EXERCISE PROMPT: Find how many lines in this data contain the string "addr". Respond with only that number.

RECORDS SUPPLIED:
------------------------------

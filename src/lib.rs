//! coffee-proxy - single-upstream forwarding proxy
//!
//! Forwards each request path to a fixed upstream API and returns the body
//! as a base64 response envelope.

pub mod config;
pub mod http;
pub mod proxy;
pub mod server;
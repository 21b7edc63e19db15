use tokio::io::{AsyncWrite, AsyncWriteExt};

use crate::http::response::Response;

const HTTP_VERSION: &str = "HTTP/1.1";

/// Serialize a response into its HTTP/1.1 wire form.
pub fn serialize_response(resp: &Response) -> Vec<u8> {
    let mut buf = Vec::with_capacity(128 + resp.body.len());

    let status_line = format!(
        "{} {} {}\r\n",
        HTTP_VERSION,
        resp.status.as_u16(),
        resp.status.reason_phrase()
    );
    buf.extend_from_slice(status_line.as_bytes());

    for (k, v) in &resp.headers {
        buf.extend_from_slice(k.as_bytes());
        buf.extend_from_slice(b": ");
        buf.extend_from_slice(v.as_bytes());
        buf.extend_from_slice(b"\r\n");
    }

    buf.extend_from_slice(b"\r\n");
    buf.extend_from_slice(&resp.body);

    buf
}

pub struct ResponseWriter {
    buffer: Vec<u8>,
    written: usize,
}

impl ResponseWriter {
    pub fn new(response: &Response) -> Self {
        Self {
            buffer: serialize_response(response),
            written: 0,
        }
    }

    pub async fn write_to_stream<W>(&mut self, stream: &mut W) -> anyhow::Result<()>
    where
        W: AsyncWrite + Unpin,
    {
        while self.written < self.buffer.len() {
            let n = stream.write(&self.buffer[self.written..]).await?;

            if n == 0 {
                anyhow::bail!("connection closed while writing");
            }

            self.written += n;
        }

        stream.flush().await?;
        Ok(())
    }
}
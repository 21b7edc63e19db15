use bytes::BytesMut;
use std::sync::Arc;
use tokio::io::{AsyncRead, AsyncReadExt, AsyncWrite};

use crate::http::parser::{ParseError, parse_http_request};
use crate::http::request::Request;
use crate::http::response::Response;
use crate::http::writer::ResponseWriter;
use crate::server::gateway::Gateway;

const READ_CHUNK: usize = 4096;

pub struct Connection<S> {
    stream: S,
    buffer: BytesMut,
    gateway: Arc<Gateway>,
    state: ConnectionState,
}

pub enum ConnectionState {
    Reading,
    Processing(Request),
    Writing(ResponseWriter, bool), // bool = keep_alive?
    Closed,
}

impl<S> Connection<S>
where
    S: AsyncRead + AsyncWrite + Unpin,
{
    pub fn new(stream: S, gateway: Arc<Gateway>) -> Self {
        Self {
            stream,
            buffer: BytesMut::with_capacity(READ_CHUNK),
            gateway,
            state: ConnectionState::Reading,
        }
    }

    pub async fn run(&mut self) -> anyhow::Result<()> {
        loop {
            let state = std::mem::replace(&mut self.state, ConnectionState::Closed);
            self.state = match state {
                ConnectionState::Reading => match self.read_request().await {
                    Ok(Some(req)) => ConnectionState::Processing(req),
                    Ok(None) => ConnectionState::Closed,
                    Err(e) => {
                        // Answer once, then drop the connection
                        tracing::debug!(error = ?e, "Rejecting malformed request");
                        let response = match e {
                            ParseError::BodyTooLarge => Response::payload_too_large(),
                            _ => Response::bad_request(),
                        };
                        let writer = ResponseWriter::new(&response);
                        ConnectionState::Writing(writer, false)
                    }
                },

                ConnectionState::Processing(req) => {
                    let response = self.gateway.respond(&req).await;
                    ConnectionState::Writing(ResponseWriter::new(&response), req.keep_alive())
                }

                ConnectionState::Writing(mut writer, keep_alive) => {
                    writer.write_to_stream(&mut self.stream).await?;
                    if keep_alive {
                        ConnectionState::Reading
                    } else {
                        ConnectionState::Closed
                    }
                }

                ConnectionState::Closed => break,
            };
        }

        Ok(())
    }

    /// Read until a complete request is buffered.
    ///
    /// `Ok(None)` means the client closed the connection.
    pub async fn read_request(&mut self) -> Result<Option<Request>, ParseError> {
        loop {
            match parse_http_request(&self.buffer) {
                Ok((request, consumed)) => {
                    let _ = self.buffer.split_to(consumed);
                    return Ok(Some(request));
                }
                Err(ParseError::Incomplete) => {}
                Err(e) => return Err(e),
            }

            self.buffer.reserve(READ_CHUNK);
            let n = match self.stream.read_buf(&mut self.buffer).await {
                Ok(n) => n,
                Err(e) => {
                    tracing::debug!(error = %e, "Read error");
                    return Ok(None);
                }
            };

            if n == 0 {
                return Ok(None);
            }
        }
    }
}
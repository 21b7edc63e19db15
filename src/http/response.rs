use std::collections::HashMap;

use crate::proxy::envelope::Envelope;

/// Content type a function-URL gateway assumes when the envelope sets none
pub const ENVELOPE_CONTENT_TYPE: &str = "application/json";

/// HTTP status code.
///
/// Upstream statuses are passed through verbatim, so any value in
/// `100..=999` is representable; the common ones get named constants.
#[derive(Debug, Clone, Copy, PartialEq, Eq, Hash)]
pub struct StatusCode(u16);

impl StatusCode {
    pub const OK: StatusCode = StatusCode(200);
    pub const NO_CONTENT: StatusCode = StatusCode(204);
    pub const BAD_REQUEST: StatusCode = StatusCode(400);
    pub const NOT_FOUND: StatusCode = StatusCode(404);
    pub const PAYLOAD_TOO_LARGE: StatusCode = StatusCode(413);
    pub const INTERNAL_SERVER_ERROR: StatusCode = StatusCode(500);
    pub const BAD_GATEWAY: StatusCode = StatusCode(502);

    /// Returns `None` outside the three-digit range.
    pub fn from_u16(code: u16) -> Option<Self> {
        (100..=999).contains(&code).then_some(StatusCode(code))
    }

    /// ```
    /// # use coffee_proxy::http::response::StatusCode;
    /// assert_eq!(StatusCode::OK.as_u16(), 200);
    /// assert_eq!(StatusCode::BAD_GATEWAY.as_u16(), 502);
    /// ```
    pub fn as_u16(&self) -> u16 {
        self.0
    }

    /// Standard reason phrase, or an empty string for unregistered codes.
    pub fn reason_phrase(&self) -> &'static str {
        match self.0 {
            200 => "OK",
            201 => "Created",
            202 => "Accepted",
            204 => "No Content",
            301 => "Moved Permanently",
            302 => "Found",
            304 => "Not Modified",
            307 => "Temporary Redirect",
            308 => "Permanent Redirect",
            400 => "Bad Request",
            401 => "Unauthorized",
            403 => "Forbidden",
            404 => "Not Found",
            405 => "Method Not Allowed",
            408 => "Request Timeout",
            413 => "Payload Too Large",
            429 => "Too Many Requests",
            500 => "Internal Server Error",
            502 => "Bad Gateway",
            503 => "Service Unavailable",
            504 => "Gateway Timeout",
            _ => "",
        }
    }
}

/// A response ready to be written to a gateway client.
#[derive(Debug)]
pub struct Response {
    pub status: StatusCode,
    pub headers: HashMap<String, String>,
    pub body: Vec<u8>,
}

/// Builder for constructing HTTP responses in a fluent style.
///
/// ```ignore
/// let response = ResponseBuilder::new(StatusCode::OK)
///     .header("Content-Type", "text/plain")
///     .body(b"hi".to_vec())
///     .build();
/// ```
pub struct ResponseBuilder {
    status: StatusCode,
    headers: HashMap<String, String>,
    body: Vec<u8>,
}

impl ResponseBuilder {
    pub fn new(status: StatusCode) -> Self {
        Self {
            status,
            headers: HashMap::new(),
            body: Vec::new(),
        }
    }

    pub fn header(mut self, key: impl Into<String>, value: impl Into<String>) -> Self {
        self.headers.insert(key.into(), value.into());
        self
    }

    pub fn body(mut self, body: Vec<u8>) -> Self {
        self.body = body;
        self
    }

    /// Builds the final Response, filling in Content-Length from the body.
    pub fn build(mut self) -> Response {
        self.headers
            .entry("Content-Length".to_string())
            .or_insert_with(|| self.body.len().to_string());

        Response {
            status: self.status,
            headers: self.headers,
            body: self.body,
        }
    }
}

impl Response {
    pub fn text(status: StatusCode, body: &str) -> Self {
        ResponseBuilder::new(status)
            .header("Content-Type", "text/plain")
            .body(body.as_bytes().to_vec())
            .build()
    }

    pub fn no_content() -> Self {
        ResponseBuilder::new(StatusCode::NO_CONTENT).build()
    }

    pub fn bad_request() -> Self {
        Self::text(StatusCode::BAD_REQUEST, "Bad Request")
    }

    pub fn payload_too_large() -> Self {
        Self::text(StatusCode::PAYLOAD_TOO_LARGE, "Payload Too Large")
    }

    pub fn bad_gateway() -> Self {
        Self::text(StatusCode::BAD_GATEWAY, "Bad Gateway")
    }

    /// Translate a handler envelope into the response the gateway client sees.
    ///
    /// An envelope that cannot be rendered (out-of-range status, undecodable
    /// body) becomes a 502, the same as a gateway would answer for a broken
    /// function result.
    pub fn from_envelope(envelope: &Envelope) -> Self {
        let Some(status) = StatusCode::from_u16(envelope.status_code) else {
            tracing::warn!(status = envelope.status_code, "Envelope status out of range");
            return Self::bad_gateway();
        };

        match envelope.decoded_body() {
            Ok(body) => ResponseBuilder::new(status)
                .header("Content-Type", ENVELOPE_CONTENT_TYPE)
                .body(body)
                .build(),
            Err(e) => {
                tracing::warn!(error = %e, "Envelope body is not valid base64");
                Self::bad_gateway()
            }
        }
    }

    pub fn set_header(&mut self, key: impl Into<String>, value: impl Into<String>) {
        self.headers.insert(key.into(), value.into());
    }
}
//! Local mock upstream for network tests

#![allow(dead_code)]

use std::sync::{Arc, Mutex};
use tokio::io::{AsyncReadExt, AsyncWriteExt};
use tokio::net::TcpListener;
use url::Url;

/// What the mock sends back for every request.
#[derive(Clone)]
pub enum Reply {
    Full { status: u16, body: Vec<u8> },
    /// Declares a longer body than it sends, then closes.
    Truncated { status: u16, sent: Vec<u8>, declared: usize },
    /// Accepts the request and never answers.
    Hang,
}

pub struct MockUpstream {
    pub base_url: Url,
    requests: Arc<Mutex<Vec<String>>>,
}

impl MockUpstream {
    pub async fn start(reply: Reply) -> Self {
        let listener = TcpListener::bind("127.0.0.1:0").await.unwrap();
        let addr = listener.local_addr().unwrap();
        let requests = Arc::new(Mutex::new(Vec::new()));

        let seen = Arc::clone(&requests);
        tokio::spawn(async move {
            loop {
                let Ok((mut socket, _)) = listener.accept().await else {
                    return;
                };
                let seen = Arc::clone(&seen);
                let reply = reply.clone();
                tokio::spawn(async move {
                    let mut buf = Vec::new();
                    let mut chunk = [0u8; 1024];
                    while !buf.windows(4).any(|w| w == b"\r\n\r\n") {
                        match socket.read(&mut chunk).await {
                            Ok(0) | Err(_) => return,
                            Ok(n) => buf.extend_from_slice(&chunk[..n]),
                        }
                    }
                    let head = String::from_utf8_lossy(&buf).to_string();
                    let line = head.lines().next().unwrap_or_default().to_string();
                    seen.lock().unwrap().push(line);

                    match reply {
                        Reply::Full { status, body } => {
                            let head = format!(
                                "HTTP/1.1 {} X\r\nContent-Length: {}\r\nConnection: close\r\n\r\n",
                                status,
                                body.len()
                            );
                            let _ = socket.write_all(head.as_bytes()).await;
                            let _ = socket.write_all(&body).await;
                        }
                        Reply::Truncated { status, sent, declared } => {
                            let head = format!(
                                "HTTP/1.1 {} X\r\nContent-Length: {}\r\nConnection: close\r\n\r\n",
                                status, declared
                            );
                            let _ = socket.write_all(head.as_bytes()).await;
                            let _ = socket.write_all(&sent).await;
                        }
                        Reply::Hang => {
                            tokio::time::sleep(std::time::Duration::from_secs(60)).await;
                        }
                    }
                    let _ = socket.shutdown().await;
                });
            }
        });

        Self {
            base_url: Url::parse(&format!("http://{}", addr)).unwrap(),
            requests,
        }
    }

    /// Request lines received so far, e.g. "GET /random.json HTTP/1.1".
    pub fn requests(&self) -> Vec<String> {
        self.requests.lock().unwrap().clone()
    }
}

/// A base URL nothing is listening on.
pub async fn dead_base_url() -> Url {
    let listener = TcpListener::bind("127.0.0.1:0").await.unwrap();
    let addr = listener.local_addr().unwrap();
    drop(listener);
    Url::parse(&format!("http://{}", addr)).unwrap()
}
//! Failures at the upstream boundary

use thiserror::Error;

/// Anything that goes wrong while issuing the outbound request or reading
/// its response. Every variant renders as the same 500 envelope.
#[derive(Error, Debug)]
pub enum UpstreamFailure {
    #[error("failed to resolve path {path:?}: {source}")]
    Resolve {
        path: String,
        #[source]
        source: url::ParseError,
    },

    #[error("request failed: {0}")]
    Request(#[source] reqwest::Error),

    #[error("failed to read response body: {0}")]
    Body(#[source] reqwest::Error),
}

impl UpstreamFailure {
    pub fn is_timeout(&self) -> bool {
        match self {
            UpstreamFailure::Request(e) | UpstreamFailure::Body(e) => e.is_timeout(),
            UpstreamFailure::Resolve { .. } => false,
        }
    }
}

------------------------------

RESULT BELOW: 4